Contra su voluntad, se levantó del sofá y vio que lo había manchado de tierra.

-Si hubiera sabido que Hermione no estaba, me hubiera ido directamente a casa- murmuró sacando su varita otra vez y limpiando la suciedad que había dejado- Ahora estaría cenando…o dándome una ducha- refunfuñó- necesito darme una ducha con urgencia- dijo con asco cuando tocó su cabello lleno de algo que no deseaba saber.

Sabiendo que Hermione no se molestaría por usar su baño, hizo caso omiso al dolor en sus piernas y subió las escaleras hasta su habitación, observando el orden y la pulcritud con el que su amiga tenía todas sus cosas. Sin detenerse a observarlo mucho, abrió la puerta donde la esperaba el agua caliente.

El baño estaba incluso más limpio del que se hubiera imaginado, y se prometió a sí misma dejarlo así cuando terminara de bañarse. Se miró al espejo que había a su costado y vio su cabello totalmente sucio y desordenado, sin contar que su cara estaba llena de machas de tierra.

-Bien, me muero por saber cuántos moretones me gané el día de hoy- gruñó empezando a desvestirse antes de entrar a la ducha.


-¿Hermione?- preguntó veinte minutos después una segunda voz desde la chimenea. Harry se adentró a la sala mirando a su alrededor- ¡Hermione!- la llamó, pero nadie contestó- Seguro salió a comprar algo…-dijo sentándose en el sofá a esperarla. Sus ojos se posaron en la escoba que había al costado del mismo mueble- ¿Qué hace Hermione con una Saeta de Fuego?- se preguntó tomándola entre sus manos y viendo la suciedad que estaba impregnada en las ramas- Dudo mucho que haya salido a practicar con esto…a menos que sea de…-enarcó una ceja- sí, seguro es de Ron…- dijo recordando que el chico le había contado que era propietario de una saeta.

La volvió a dejar en el suelo y se desplomó en el sillón, tratando de descansar en lo que esperaba a que su amiga llegara. Cerró los ojos escuchando solo el silencio de la casa…un silencio que se dio cuenta que no existía al percatarse del lejano sonido del agua correr desde el piso de arriba.

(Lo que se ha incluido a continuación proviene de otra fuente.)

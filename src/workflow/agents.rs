//! The agent, tools, and review nodes of the answer workflow.

use std::sync::Arc;

use async_trait::async_trait;
use tracing::{error, info};

use super::node::{Node, NodeContext, NodeError, NodePartial};
use super::state::{AgentState, ToolInvocation};
use crate::brand::{BrandReviewer, ReviewVerdict};
use crate::message::Message;
use crate::providers::{CompletionProvider, ModelTurn};
use crate::tools::{RetrievalToolSet, ToolOutput};

const ANSWER_PREAMBLE: &str = "You are a helpful assistant that generates detailed answers \
based on provided context. Your response should be accurate, concise, and directly address \
the user's question. Include relevant sources as complete URLs exactly as provided, without \
modifying them.";

fn answer_prompt(context: &str, question: &str, sources: &[String]) -> String {
    format!(
        "Given the following context, answer the user's question.\n\n\
         Context:\n{context}\n\n\
         Question:\n{question}\n\n\
         Sources available:\n{sources}\n\n\
         IMPORTANT: For sources, return the complete URLs exactly as provided. \
         Do not modify, split, or change the URLs in any way.",
        sources = sources.join(", "),
    )
}

/// Decides whether to call a retrieval tool, and synthesizes the answer
/// once a tool result is available.
pub struct AgentNode {
    provider: Arc<dyn CompletionProvider>,
    tools: Arc<RetrievalToolSet>,
}

impl AgentNode {
    #[must_use]
    pub fn new(provider: Arc<dyn CompletionProvider>, tools: Arc<RetrievalToolSet>) -> Self {
        Self { provider, tools }
    }

    /// Invoke the model with the tool set bound and record its decision.
    async fn invoke_with_tools(&self, snapshot: &AgentState, ctx: &NodeContext) -> NodePartial {
        ctx.emit("agent", "deciding which tool to use");
        match self
            .provider
            .chat(&snapshot.messages, &self.tools.specs())
            .await
        {
            Ok(ModelTurn::ToolCall { name, arguments }) => {
                ctx.emit("agent", format!("model requested tool {name}"));
                NodePartial::new().with_pending_tool(ToolInvocation { name, arguments })
            }
            Ok(ModelTurn::Answer(text)) => {
                ctx.emit("agent", "model answered directly without tools");
                NodePartial::new()
                    .with_messages(vec![Message::assistant(&text)])
                    .with_answer(text)
                    .with_sources(Vec::new())
            }
            Err(err) => {
                error!(error = %err, "model invocation failed");
                NodePartial::new().with_error(format!("error invoking model with tools: {err}"))
            }
        }
    }

    /// Turn the latest tool result into a structured answer.
    async fn process_tool_result(&self, snapshot: &AgentState, ctx: &NodeContext) -> NodePartial {
        let Some(last) = snapshot.messages.last() else {
            return NodePartial::new().with_error("no tool result to process".to_string());
        };
        let output: ToolOutput = match serde_json::from_str(&last.content) {
            Ok(output) => output,
            Err(err) => {
                error!(error = %err, "malformed tool result");
                return NodePartial::new()
                    .with_error(format!("error processing tool result: {err}"));
            }
        };

        ctx.emit(
            "agent",
            format!("tool returned {} sources", output.sources.len()),
        );
        let prompt = answer_prompt(&output.context, &snapshot.question, &output.sources);

        let mut partial = NodePartial::new()
            .with_context(output.context.clone())
            .with_retrieved_sources(output.sources.clone());

        match self
            .provider
            .structured_answer(ANSWER_PREAMBLE, &prompt)
            .await
        {
            Ok(payload) => {
                info!(sources = payload.sources.len(), "structured answer generated");
                partial.messages = Some(vec![Message::assistant(&payload.response)]);
                partial.answer = Some(payload.response.clone());
                partial.final_answer = Some(payload.response);
                partial.sources = Some(payload.sources);
            }
            Err(err) => {
                // Fall back to an unstructured completion and keep the
                // sources collected from the tool result.
                error!(error = %err, "structured generation failed, falling back");
                match self.provider.prompt(ANSWER_PREAMBLE, &prompt).await {
                    Ok(text) => {
                        partial.messages = Some(vec![Message::assistant(&text)]);
                        partial.answer = Some(text.clone());
                        partial.final_answer = Some(text);
                        partial.sources = Some(output.sources);
                    }
                    Err(fallback_err) => {
                        error!(error = %fallback_err, "fallback completion failed");
                        partial.error =
                            Some(format!("error generating answer: {fallback_err}"));
                    }
                }
            }
        }

        partial
    }
}

#[async_trait]
impl Node for AgentNode {
    async fn run(&self, snapshot: AgentState, ctx: NodeContext) -> Result<NodePartial, NodeError> {
        if snapshot
            .messages
            .last()
            .is_some_and(|m| m.has_role(Message::TOOL))
        {
            return Ok(self.process_tool_result(&snapshot, &ctx).await);
        }
        if snapshot.answer.is_some() {
            ctx.emit("agent", "answer already produced, passing through");
            return Ok(NodePartial::new());
        }
        Ok(self.invoke_with_tools(&snapshot, &ctx).await)
    }
}

/// Executes the scheduled retrieval tool and appends its result to the
/// history as a tool message.
pub struct ToolsNode {
    tools: Arc<RetrievalToolSet>,
}

impl ToolsNode {
    #[must_use]
    pub fn new(tools: Arc<RetrievalToolSet>) -> Self {
        Self { tools }
    }
}

#[async_trait]
impl Node for ToolsNode {
    async fn run(&self, snapshot: AgentState, ctx: NodeContext) -> Result<NodePartial, NodeError> {
        let Some(invocation) = snapshot.pending_tool else {
            return Err(NodeError::MissingInput {
                what: "pending_tool",
            });
        };

        ctx.emit("tools", format!("executing {}", invocation.name));
        let mut partial = NodePartial::new();
        partial.clear_pending_tool = true;

        let output = match self
            .tools
            .execute(&invocation.name, &invocation.arguments)
            .await
        {
            Ok(output) => output,
            Err(err) => {
                // The agent still gets a tool message so the turn completes;
                // the error text becomes the (empty-sourced) context.
                error!(tool = %invocation.name, error = %err, "retrieval tool failed");
                partial.error = Some(format!("error executing {}: {err}", invocation.name));
                ToolOutput {
                    context: format!("Error retrieving information: {err}"),
                    sources: Vec::new(),
                }
            }
        };

        partial.messages = Some(vec![Message::tool(&serde_json::to_string(&output)?)]);
        Ok(partial)
    }
}

/// Reviews the draft answer for brand compliance and settles the final
/// answer.
pub struct ReviewNode {
    reviewer: BrandReviewer,
    default_answer: String,
}

impl ReviewNode {
    #[must_use]
    pub fn new(reviewer: BrandReviewer, default_answer: &str) -> Self {
        Self {
            reviewer,
            default_answer: default_answer.to_string(),
        }
    }
}

#[async_trait]
impl Node for ReviewNode {
    async fn run(&self, snapshot: AgentState, ctx: NodeContext) -> Result<NodePartial, NodeError> {
        let Some(draft) = snapshot.answer else {
            ctx.emit("review", "no answer to review, using default");
            return Ok(NodePartial::new()
                .with_final_answer(self.default_answer.clone())
                .with_sources(Vec::new()));
        };

        ctx.emit("review", "reviewing answer for brand compliance");
        match self.reviewer.review(&draft).await {
            Ok(ReviewVerdict::Revised(text)) => Ok(NodePartial::new().with_final_answer(text)),
            Ok(ReviewVerdict::Unanswerable) => Ok(NodePartial::new()
                .with_final_answer(self.default_answer.clone())
                .with_sources(Vec::new())),
            Err(err) => {
                // Fall back to the unreviewed draft.
                error!(error = %err, "brand review failed");
                Ok(NodePartial::new()
                    .with_final_answer(draft)
                    .with_error(format!("error in review node: {err}")))
            }
        }
    }
}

-Debe estar bañándose- dijo levantándose y caminado hacia los pisos superiores. El sonido del agua se hizo más fuerte mientras se acercaba a la habitación de Hermione. Entró y el olor inconfundible del aroma del jabón se adentró en sus fosas nasales. Dio unos pasos por el cuarto hasta sentarse sobre la cama, cogiendo un pequeño libro de la mesilla de noche y comenzando a leerlo a la espera de que ella saliera.

Y efectivamente, quince minutos después, oyó el sonido de la puerta del baño abrirse. Sin apartar la mirada del libro, le dijo:

-Pensé que tardarías una hora en salir… ¿Sabes que has estado allí dentro más de media hora?

Ella no le contestó al instante, y cuando pensaba hablar de nuevo, una voz completamente diferente a la de Hermione le respondió, dejándolo helado en su sitio.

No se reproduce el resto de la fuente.